There are a few reasons for the shortfall. Bryant said that some employees had been making more from the federal unemployment boost that expired last week than they were making from working at the hotel, and therefor were no longer working at the hotel. But the biggest issue was that in the past, many employees were seasonal international workers.
"This year we requested 84 H2B visas, but we only received 28," Bryant said. "We got very, very lucky because the border was closed down and the visas were cut off, and literally the 28 we got had got their visas stamped within hours of the order [to stop the visas from being issued] being signed by the President."
Visas were a big problem last year, too, so Bryant prepared for this season by working with colleagues at ski resorts to get about 80 more workers who had gotten winter visa extensions to stay in the country and work during the summer as well.
The resort's labor shortfall is still a concern, though, and means that the hotel might not be able to sell all its rooms. That could result in operating without hope of a profit for months to come.
The Unknown: Guest Behavior
To help with safety, the resort installed a set of Meridian kiosks at the entrance to take the temperature of each guest as well as a photo so that, if an infection occurs, the time-stamped image would help with contact tracing. (Guests undergo the temperature screening just before checking in.)
Bryant has also posted strict regulations on the hotel’s website. "We let them know: We’re going to refuse service if you’re not wearing a mask," he said. "When [guests] walk the halls and see our associates in the masks, when they see us in the health club spraying during the daytime, it’s visible. You know that we’re actually doing it—we’re not just talking."

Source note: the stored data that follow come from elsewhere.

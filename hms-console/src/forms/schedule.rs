//! Scheduling forms: doctor sessions, shift assignments, work shifts, availability

use chrono::{NaiveDate, NaiveTime};
use shared::models::{
    AvailabilityCreate, DayOfWeek, DoctorScheduleCreate, EmployeeScheduleCreate, ShiftType,
    WorkShiftCreate,
};
use validator::Validate;

use super::{EditForm, Form, FormErrors, check_order, not_blank, optional_text, required};

#[derive(Debug, Clone, Default, Validate)]
pub struct DoctorScheduleForm {
    #[validate(required)]
    pub doctor_employee_id: Option<i64>,
    #[validate(required)]
    pub clinic_id: Option<i64>,
    #[validate(required)]
    pub schedule_date: Option<NaiveDate>,
    #[validate(required)]
    pub start_time: Option<NaiveTime>,
    #[validate(required)]
    pub end_time: Option<NaiveTime>,
    pub break_start: Option<NaiveTime>,
    pub break_end: Option<NaiveTime>,
    #[validate(range(min = 5, max = 240, message = "Thời lượng mỗi lượt khám từ 5 đến 240 phút"))]
    pub slot_duration_minutes: u32,
    #[validate(range(min = 1))]
    pub max_patients: Option<u32>,
}

impl Form for DoctorScheduleForm {
    type Create = DoctorScheduleCreate;

    fn check_fields(&self, errors: &mut FormErrors) {
        check_order(self.start_time.as_ref(), self.end_time.as_ref(), "end_time", errors);
        check_order(self.break_start.as_ref(), self.break_end.as_ref(), "break_end", errors);

        match (self.break_start, self.break_end) {
            (Some(_), None) => errors.add("break_end", "Thiếu giờ kết thúc nghỉ"),
            (None, Some(_)) => errors.add("break_start", "Thiếu giờ bắt đầu nghỉ"),
            (Some(bs), Some(be)) => {
                if let (Some(start), Some(end)) = (self.start_time, self.end_time)
                    && (bs < start || be > end)
                {
                    errors.add("break_start", "Giờ nghỉ phải nằm trong ca khám");
                }
            }
            (None, None) => {}
        }
    }

    fn to_create(&self) -> Result<DoctorScheduleCreate, FormErrors> {
        self.check()?;
        Ok(DoctorScheduleCreate {
            doctor_employee_id: required(&self.doctor_employee_id, "doctor_employee_id")?,
            clinic_id: required(&self.clinic_id, "clinic_id")?,
            schedule_date: required(&self.schedule_date, "schedule_date")?,
            start_time: required(&self.start_time, "start_time")?,
            end_time: required(&self.end_time, "end_time")?,
            break_start: self.break_start,
            break_end: self.break_end,
            slot_duration_minutes: self.slot_duration_minutes,
            max_patients: self.max_patients,
        })
    }
}

impl EditForm for DoctorScheduleForm {
    type Update = DoctorScheduleCreate;

    fn to_update(&self) -> Result<DoctorScheduleCreate, FormErrors> {
        self.to_create()
    }
}

#[derive(Debug, Clone, Default, Validate)]
pub struct EmployeeScheduleForm {
    #[validate(required)]
    pub employee_id: Option<i64>,
    #[validate(required)]
    pub work_shift_id: Option<i64>,
    #[validate(required)]
    pub work_date: Option<NaiveDate>,
    #[validate(length(max = 500))]
    pub note: Option<String>,
}

impl Form for EmployeeScheduleForm {
    type Create = EmployeeScheduleCreate;

    fn to_create(&self) -> Result<EmployeeScheduleCreate, FormErrors> {
        self.check()?;
        Ok(EmployeeScheduleCreate {
            employee_id: required(&self.employee_id, "employee_id")?,
            work_shift_id: required(&self.work_shift_id, "work_shift_id")?,
            work_date: required(&self.work_date, "work_date")?,
            note: optional_text(&self.note),
        })
    }
}

impl EditForm for EmployeeScheduleForm {
    type Update = EmployeeScheduleCreate;

    fn to_update(&self) -> Result<EmployeeScheduleCreate, FormErrors> {
        self.to_create()
    }
}

/// Work shift definition; night shifts may end on the next day
#[derive(Debug, Clone, Default, Validate)]
pub struct WorkShiftForm {
    #[validate(custom(function = "not_blank"), length(max = 100))]
    pub shift_name: String,
    #[validate(required)]
    pub start_time: Option<NaiveTime>,
    #[validate(required)]
    pub end_time: Option<NaiveTime>,
    pub shift_type: ShiftType,
    pub is_active: Option<bool>,
}

impl Form for WorkShiftForm {
    type Create = WorkShiftCreate;

    fn check_fields(&self, errors: &mut FormErrors) {
        if let (Some(start), Some(end)) = (self.start_time, self.end_time)
            && start == end
        {
            errors.add("end_time", "Giờ kết thúc phải khác giờ bắt đầu");
        }
    }

    fn to_create(&self) -> Result<WorkShiftCreate, FormErrors> {
        self.check()?;
        Ok(WorkShiftCreate {
            shift_name: self.shift_name.trim().to_string(),
            start_time: required(&self.start_time, "start_time")?,
            end_time: required(&self.end_time, "end_time")?,
            shift_type: self.shift_type,
            is_active: self.is_active,
        })
    }
}

impl EditForm for WorkShiftForm {
    type Update = WorkShiftCreate;

    fn to_update(&self) -> Result<WorkShiftCreate, FormErrors> {
        self.to_create()
    }
}

#[derive(Debug, Clone, Default, Validate)]
pub struct AvailabilityForm {
    #[validate(required)]
    pub employee_id: Option<i64>,
    #[validate(required)]
    pub day_of_week: Option<DayOfWeek>,
    #[validate(required)]
    pub start_time: Option<NaiveTime>,
    #[validate(required)]
    pub end_time: Option<NaiveTime>,
    pub is_available: bool,
    pub effective_from: Option<NaiveDate>,
    pub effective_to: Option<NaiveDate>,
}

impl Form for AvailabilityForm {
    type Create = AvailabilityCreate;

    fn check_fields(&self, errors: &mut FormErrors) {
        check_order(self.start_time.as_ref(), self.end_time.as_ref(), "end_time", errors);
        check_order(
            self.effective_from.as_ref(),
            self.effective_to.as_ref(),
            "effective_to",
            errors,
        );
    }

    fn to_create(&self) -> Result<AvailabilityCreate, FormErrors> {
        self.check()?;
        Ok(AvailabilityCreate {
            employee_id: required(&self.employee_id, "employee_id")?,
            day_of_week: required(&self.day_of_week, "day_of_week")?,
            start_time: required(&self.start_time, "start_time")?,
            end_time: required(&self.end_time, "end_time")?,
            is_available: self.is_available,
            effective_from: self.effective_from,
            effective_to: self.effective_to,
        })
    }
}

impl EditForm for AvailabilityForm {
    type Update = AvailabilityCreate;

    fn to_update(&self) -> Result<AvailabilityCreate, FormErrors> {
        self.to_create()
    }
}
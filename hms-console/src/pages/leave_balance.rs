//! Leave balance widget
//!
//! One balance request per leave type, issued together. A failed request is
//! logged and shown as zero; the widget itself never fails.

use futures::future::join_all;
use hms_client::{ApiClient, TimeOffApi};
use shared::models::{LeaveBalance, LeaveType};

#[derive(Debug, Clone, Copy, PartialEq)]
pub struct LeaveBalanceEntry {
    pub leave_type: LeaveType,
    pub balance: LeaveBalance,
    /// The request for this type failed and `balance` is the zero default
    pub failed: bool,
}

pub struct LeaveBalanceWidget {
    api: TimeOffApi,
    employee_id: i64,
    year: i32,
    entries: Vec<LeaveBalanceEntry>,
}

impl LeaveBalanceWidget {
    pub fn new(client: &ApiClient, employee_id: i64, year: i32) -> Self {
        Self {
            api: client.time_off(),
            employee_id,
            year,
            entries: Vec::new(),
        }
    }

    pub fn employee_id(&self) -> i64 {
        self.employee_id
    }

    pub fn year(&self) -> i32 {
        self.year
    }

    /// Fetch all types; returns how many requests failed
    pub async fn load(&mut self) -> usize {
        let (employee_id, year) = (self.employee_id, self.year);
        let results = join_all(
            LeaveType::ALL
                .iter()
                .map(|&leave_type| self.api.balance(employee_id, year, leave_type)),
        )
        .await;

        self.entries = LeaveType::ALL
            .iter()
            .zip(results)
            .map(|(&leave_type, result)| match result {
                Ok(balance) => LeaveBalanceEntry {
                    leave_type,
                    balance,
                    failed: false,
                },
                Err(e) => {
                    tracing::warn!(
                        employee_id,
                        year,
                        leave_type = leave_type.as_str(),
                        error = %e,
                        "Leave balance unavailable, showing zero"
                    );
                    LeaveBalanceEntry {
                        leave_type,
                        balance: LeaveBalance::default(),
                        failed: true,
                    }
                }
            })
            .collect();

        self.entries.iter().filter(|e| e.failed).count()
    }

    /// Per-type entries in [`LeaveType::ALL`] order
    pub fn entries(&self) -> &[LeaveBalanceEntry] {
        &self.entries
    }

    pub fn entry(&self, leave_type: LeaveType) -> Option<&LeaveBalanceEntry> {
        self.entries.iter().find(|e| e.leave_type == leave_type)
    }

    pub fn totals(&self) -> LeaveBalance {
        self.entries.iter().map(|e| e.balance).sum()
    }
}
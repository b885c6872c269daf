//! Auth DTOs

use serde::{Deserialize, Serialize};

/// Login request
#[derive(Debug, Clone, Serialize, Deserialize)]
pub struct LoginRequest {
    pub username: String,
    pub password: String,
}

/// Login response data
#[derive(Debug, Clone, Serialize, Deserialize)]
#[serde(rename_all = "camelCase")]
pub struct LoginResponse {
    pub access_token: String,
    pub refresh_token: String,
    pub user: UserInfo,
}

/// Logged-in user information
#[derive(Debug, Clone, PartialEq, Eq, Serialize, Deserialize)]
#[serde(rename_all = "camelCase")]
pub struct UserInfo {
    pub account_id: i64,
    pub employee_id: Option<i64>,
    pub username: String,
    /// Account role, e.g. "HR", "DOCTOR", "ADMIN"
    pub role: String,
    #[serde(default)]
    pub full_name: Option<String>,
}

impl UserInfo {
    /// HR and admin accounts get the HR view of leave requests
    pub fn is_hr(&self) -> bool {
        matches!(self.role.to_ascii_uppercase().as_str(), "HR" | "ADMIN")
    }
}

#[cfg(test)]
mod tests {
    use super::*;

    #[test]
    fn test_login_response_deserialize() {
        let json = r#"{
            "accessToken": "a.b.c",
            "refreshToken": "r.e.f",
            "user": {"accountId": 7, "employeeId": 12, "username": "lan.nguyen", "role": "hr"}
        }"#;
        let resp: LoginResponse = serde_json::from_str(json).unwrap();
        assert_eq!(resp.access_token, "a.b.c");
        assert_eq!(resp.user.employee_id, Some(12));
        assert!(resp.user.is_hr());
        assert_eq!(resp.user.full_name, None);
    }
}
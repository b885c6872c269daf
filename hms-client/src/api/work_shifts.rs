//! Work Shift API

use shared::models::{WorkShift, WorkShiftCreate, WorkShiftUpdate};

use crate::{ApiClient, ClientResult};

const BASE: &str = "api/v1/work-shifts";

#[derive(Debug, Clone)]
pub struct WorkShiftApi {
    client: ApiClient,
}

crud_resource!(WorkShiftApi, "work_shift", BASE, WorkShift, WorkShiftCreate, WorkShiftUpdate);

impl WorkShiftApi {
    pub fn new(client: ApiClient) -> Self {
        Self { client }
    }

    /// Shifts that can still be assigned
    pub async fn active(&self) -> ClientResult<Vec<WorkShift>> {
        self.client.get_list(&format!("{BASE}/active"), &[]).await
    }
}
//! Work Shift Model (shift templates: morning, afternoon, night...)

use chrono::NaiveTime;
use serde::{Deserialize, Serialize};

#[derive(Debug, Clone, Copy, PartialEq, Eq, Default, Serialize, Deserialize)]
#[serde(rename_all = "SCREAMING_SNAKE_CASE")]
pub enum ShiftType {
    #[default]
    Morning,
    Afternoon,
    Night,
    FullDay,
    OnCall,
}

/// Work shift template
#[derive(Debug, Clone, PartialEq, Serialize, Deserialize)]
#[serde(rename_all = "camelCase")]
pub struct WorkShift {
    pub work_shift_id: i64,
    pub shift_name: String,
    pub start_time: NaiveTime,
    /// May be earlier than `start_time` for shifts crossing midnight
    pub end_time: NaiveTime,
    #[serde(default)]
    pub shift_type: ShiftType,
    pub is_active: bool,
}

impl WorkShift {
    pub fn crosses_midnight(&self) -> bool {
        self.end_time <= self.start_time
    }

    /// Shift length in minutes, accounting for midnight crossing
    pub fn duration_minutes(&self) -> i64 {
        let minutes = (self.end_time - self.start_time).num_minutes();
        if self.crosses_midnight() {
            minutes + 24 * 60
        } else {
            minutes
        }
    }
}

/// Create/update work shift payload
#[derive(Debug, Clone, Serialize, Deserialize)]
#[serde(rename_all = "camelCase")]
pub struct WorkShiftCreate {
    pub shift_name: String,
    pub start_time: NaiveTime,
    pub end_time: NaiveTime,
    pub shift_type: ShiftType,
    #[serde(skip_serializing_if = "Option::is_none")]
    pub is_active: Option<bool>,
}

pub type WorkShiftUpdate = WorkShiftCreate;

#[cfg(test)]
mod tests {
    use super::*;

    fn shift(start: &str, end: &str) -> WorkShift {
        WorkShift {
            work_shift_id: 1,
            shift_name: "Ca".into(),
            start_time: NaiveTime::parse_from_str(start, "%H:%M").unwrap(),
            end_time: NaiveTime::parse_from_str(end, "%H:%M").unwrap(),
            shift_type: ShiftType::Night,
            is_active: true,
        }
    }

    #[test]
    fn test_duration() {
        assert_eq!(shift("07:00", "15:00").duration_minutes(), 480);
        assert!(!shift("07:00", "15:00").crosses_midnight());
        assert_eq!(shift("22:00", "06:00").duration_minutes(), 480);
        assert!(shift("22:00", "06:00").crosses_midnight());
    }
}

But that transparency about the rules doesn't always lead to compliance from guests. "It has been extremely intense," according to Bryant. "We had an altercation this past weekend, where a guest ripped the mask off my director of security and threatened him. And all he was politely doing was asking him to put your mask on when you got up from your table and walked through the hotel."
"People are extremely one way or the other with it," Bryant continued. "We get more complaints on our Facebook page and TripAdvisor about other people without masks on. . . . [Guests] come to the front desk and say, 'That person has been over at the lobby bar too long—their drink is empty, they need to put their mask on.' They won’t go to that person, but they’ll come to us."
"And it can be awkward because it’s not a hospitality thing to be an enforcer," he said. "We usually have to have our security department do that enforcement. Some people will say, 'Oh, I’m so sorry,' and put [the mask] up because they were reading on their computer and forgot. Then you get some people who say, ‘It’s my right. It’s my body.' So we quote the Executive Order [from Michigan Gov. Gretchen Whitmer]. We let them know: no mask, no service.”